Biliary atresia (BA) is characterized by rapidly progressive hepatic fibrosis with unclear mechanisms. This study aimed to investigate the role of matrix metalloproteinase 7 (MMP7) in this process and its potential for targeted therapy. Serum and liver tissue samples from BA patients were collected to analyze the correlation between MMP7 and liver fibrosis. Gene set enrichment analysis (GSEA) based on GEO datasets was performed to explore MMP7-associated biological processes. Clinical samples were further used to examine the relationship between MMP7 and epithelial-mesenchymal transition (EMT) in biliary epithelial cells (BECs). The effects of MMP7 on BECs and the underlying mechanisms were validated in vitro. Finally, the profibrotic effects and therapeutic potential of MMP7 were explored in chronic BA mice.
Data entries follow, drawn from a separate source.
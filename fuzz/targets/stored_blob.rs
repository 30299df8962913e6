#![no_main]

use std::io::Read;

use libfuzzer_sys::fuzz_target;
use nvstore::nvram::{decode_table, open_blob};

fuzz_target!(|data: &[u8]| {
    // Схема, кадр и gzip: только ошибки, никаких паник.
    if let Ok(reader) = open_blob(data) {
        let mut sink = Vec::new();
        let _ = reader.take(1 << 20).read_to_end(&mut sink);
    }
    let _ = decode_table(data);
});
#![forbid(unsafe_code)]

use std::collections::BTreeMap;

use freshet_core::MediaTime;

/// Live streams bump the discontinuity sequence indefinitely; only a bounded
/// window of anchors is worth keeping.
const MAX_REFERENCES: usize = 16;

/// A pair of timeline points tying the continuous demux clock to the
/// playlist's segment time.
#[derive(Clone, Copy, Debug, Default, PartialEq, Eq)]
pub struct StreamTimes {
    pub continuous: MediaTime,
    pub segment: MediaTime,
}

/// Synchronization anchor for one discontinuity sequence.
#[derive(Clone, Copy, Debug, PartialEq, Eq)]
pub struct SynchronizationReference {
    pub sequence: u64,
    pub times: StreamTimes,
}

/// Per-playlist store of synchronization anchors, keyed by discontinuity
/// sequence and shared between the trackers of all tracks.
#[derive(Default)]
pub struct SynchronizationReferences {
    references: BTreeMap<u64, StreamTimes>,
}

impl SynchronizationReferences {
    #[must_use]
    pub fn new() -> Self {
        SynchronizationReferences::default()
    }

    /// Store or refresh the anchor for `sequence`, evicting the oldest
    /// sequences beyond the retention window.
    pub fn add_reference(&mut self, sequence: u64, times: StreamTimes) {
        self.references.insert(sequence, times);
        while self.references.len() > MAX_REFERENCES {
            self.references.pop_first();
        }
    }

    /// Anchor for `sequence`, if one was stored. Matching is by exact
    /// sequence; `_time` (the caller's demux clock) is accepted for interface
    /// stability.
    #[must_use]
    pub fn get_reference(
        &self,
        sequence: u64,
        _time: MediaTime,
    ) -> Option<SynchronizationReference> {
        self.references
            .get(&sequence)
            .map(|times| SynchronizationReference {
                sequence,
                times: *times,
            })
    }
}

#[cfg(test)]
mod tests {
    use super::*;

    fn times(micros: i64) -> StreamTimes {
        StreamTimes {
            continuous: MediaTime::from_micros(micros),
            segment: MediaTime::from_micros(micros / 2),
        }
    }

    #[test]
    fn stored_reference_is_returned_by_sequence() {
        let mut refs = SynchronizationReferences::new();
        refs.add_reference(7, times(1_000));

        let found = refs.get_reference(7, MediaTime::ZERO);
        assert_eq!(
            found,
            Some(SynchronizationReference {
                sequence: 7,
                times: times(1_000),
            })
        );
        assert_eq!(refs.get_reference(8, MediaTime::ZERO), None);
    }

    #[test]
    fn re_adding_refreshes_the_anchor() {
        let mut refs = SynchronizationReferences::new();
        refs.add_reference(3, times(10));
        refs.add_reference(3, times(20));

        let found = refs.get_reference(3, MediaTime::ZERO);
        assert_eq!(found.map(|r| r.times), Some(times(20)));
    }

    #[test]
    fn oldest_sequences_are_evicted_past_the_window() {
        let mut refs = SynchronizationReferences::new();
        for seq in 0..=MAX_REFERENCES as u64 {
            refs.add_reference(seq, times(seq as i64));
        }

        assert_eq!(refs.get_reference(0, MediaTime::ZERO), None);
        assert!(refs.get_reference(MAX_REFERENCES as u64, MediaTime::ZERO).is_some());
    }
}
Results showed that MMP7 was positively correlated with liver fibrosis in BA patients. GSEA revealed that MMP7 was most significantly associated with EMT, which was further validated by EMT scoring in intrahepatic BECs of patients. In vitro, MMP7 induced EMT in BECs by cleaving E-cadherin and promoting β-catenin nuclear translocation. Blockade of MMP7 alleviated EMT and liver fibrosis in BA mice. In conclusion, MMP7 promotes liver fibrosis in BA by driving EMT via the E-cadherin/β-catenin pathway, and targeting MMP7 demonstrates anti-fibrotic effects.